** Opening DATA EXCERPTS block **

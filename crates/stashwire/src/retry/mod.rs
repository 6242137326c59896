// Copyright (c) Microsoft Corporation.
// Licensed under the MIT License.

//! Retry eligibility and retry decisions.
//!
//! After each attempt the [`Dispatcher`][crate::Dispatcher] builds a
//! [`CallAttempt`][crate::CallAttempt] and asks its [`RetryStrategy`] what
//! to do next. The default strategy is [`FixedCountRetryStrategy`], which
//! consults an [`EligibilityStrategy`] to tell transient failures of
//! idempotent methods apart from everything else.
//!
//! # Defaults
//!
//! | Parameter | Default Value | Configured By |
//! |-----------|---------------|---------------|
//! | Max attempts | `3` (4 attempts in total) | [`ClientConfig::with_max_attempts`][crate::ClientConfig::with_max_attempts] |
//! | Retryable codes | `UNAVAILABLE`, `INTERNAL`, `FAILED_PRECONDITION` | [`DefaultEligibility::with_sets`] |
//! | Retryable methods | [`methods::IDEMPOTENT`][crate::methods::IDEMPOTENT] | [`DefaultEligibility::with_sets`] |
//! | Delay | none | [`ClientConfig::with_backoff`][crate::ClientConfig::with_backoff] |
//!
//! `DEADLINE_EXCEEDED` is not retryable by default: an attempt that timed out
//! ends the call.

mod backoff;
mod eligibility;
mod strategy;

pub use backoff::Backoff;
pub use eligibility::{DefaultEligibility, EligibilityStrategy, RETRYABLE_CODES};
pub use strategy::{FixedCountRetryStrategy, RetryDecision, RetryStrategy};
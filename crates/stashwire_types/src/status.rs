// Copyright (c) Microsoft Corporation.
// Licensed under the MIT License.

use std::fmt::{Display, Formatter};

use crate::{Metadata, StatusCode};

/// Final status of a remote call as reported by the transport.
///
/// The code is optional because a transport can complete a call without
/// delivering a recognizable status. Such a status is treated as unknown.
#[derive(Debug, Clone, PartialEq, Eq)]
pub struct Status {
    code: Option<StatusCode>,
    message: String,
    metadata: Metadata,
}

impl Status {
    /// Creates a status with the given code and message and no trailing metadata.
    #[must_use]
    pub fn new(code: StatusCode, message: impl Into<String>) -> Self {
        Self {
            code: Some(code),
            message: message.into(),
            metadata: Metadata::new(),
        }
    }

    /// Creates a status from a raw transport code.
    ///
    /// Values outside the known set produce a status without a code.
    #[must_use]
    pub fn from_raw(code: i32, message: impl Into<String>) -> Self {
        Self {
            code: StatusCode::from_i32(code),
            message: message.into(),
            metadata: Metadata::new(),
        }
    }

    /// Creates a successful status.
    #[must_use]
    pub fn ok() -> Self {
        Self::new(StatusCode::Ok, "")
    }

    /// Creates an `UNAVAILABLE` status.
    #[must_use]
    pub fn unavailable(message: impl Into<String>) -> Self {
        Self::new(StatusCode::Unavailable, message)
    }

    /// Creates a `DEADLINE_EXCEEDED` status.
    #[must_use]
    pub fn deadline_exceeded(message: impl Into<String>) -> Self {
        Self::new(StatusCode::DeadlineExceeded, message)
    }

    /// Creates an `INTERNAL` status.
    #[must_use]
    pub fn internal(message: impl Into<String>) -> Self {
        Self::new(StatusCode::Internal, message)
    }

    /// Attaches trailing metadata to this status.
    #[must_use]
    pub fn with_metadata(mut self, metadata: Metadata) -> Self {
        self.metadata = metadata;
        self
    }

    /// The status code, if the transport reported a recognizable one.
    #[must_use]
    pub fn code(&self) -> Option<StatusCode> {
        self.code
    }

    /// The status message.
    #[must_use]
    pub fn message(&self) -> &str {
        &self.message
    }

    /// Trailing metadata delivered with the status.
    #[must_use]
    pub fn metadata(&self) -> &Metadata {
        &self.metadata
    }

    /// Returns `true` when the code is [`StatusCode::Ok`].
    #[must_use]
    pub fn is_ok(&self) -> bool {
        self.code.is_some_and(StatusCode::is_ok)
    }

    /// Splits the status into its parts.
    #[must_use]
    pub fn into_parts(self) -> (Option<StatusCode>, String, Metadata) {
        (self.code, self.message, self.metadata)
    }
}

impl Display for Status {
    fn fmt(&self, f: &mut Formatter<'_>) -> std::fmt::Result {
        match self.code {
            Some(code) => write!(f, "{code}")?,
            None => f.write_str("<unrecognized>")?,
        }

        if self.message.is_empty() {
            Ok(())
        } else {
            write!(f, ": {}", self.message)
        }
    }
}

** Closing DATA EXCERPTS block **

■ WORK INSTRUCTION ■
Report each line in the data that holds the word "StatusCode".

■ FINISHED EXERCISE ■
use crate::{Metadata, StatusCode};
    code: Option<StatusCode>,
    pub fn new(code: StatusCode, message: impl Into<String>) -> Self {
            code: StatusCode::from_i32(code),
        Self::new(StatusCode::Ok, "")
        Self::new(StatusCode::Unavailable, message)
        Self::new(StatusCode::DeadlineExceeded, message)
        Self::new(StatusCode::Internal, message)
    pub fn code(&self) -> Option<StatusCode> {
    /// Returns `true` when the code is [`StatusCode::Ok`].
        self.code.is_some_and(StatusCode::is_ok)
    pub fn into_parts(self) -> (Option<StatusCode>, String, Metadata) {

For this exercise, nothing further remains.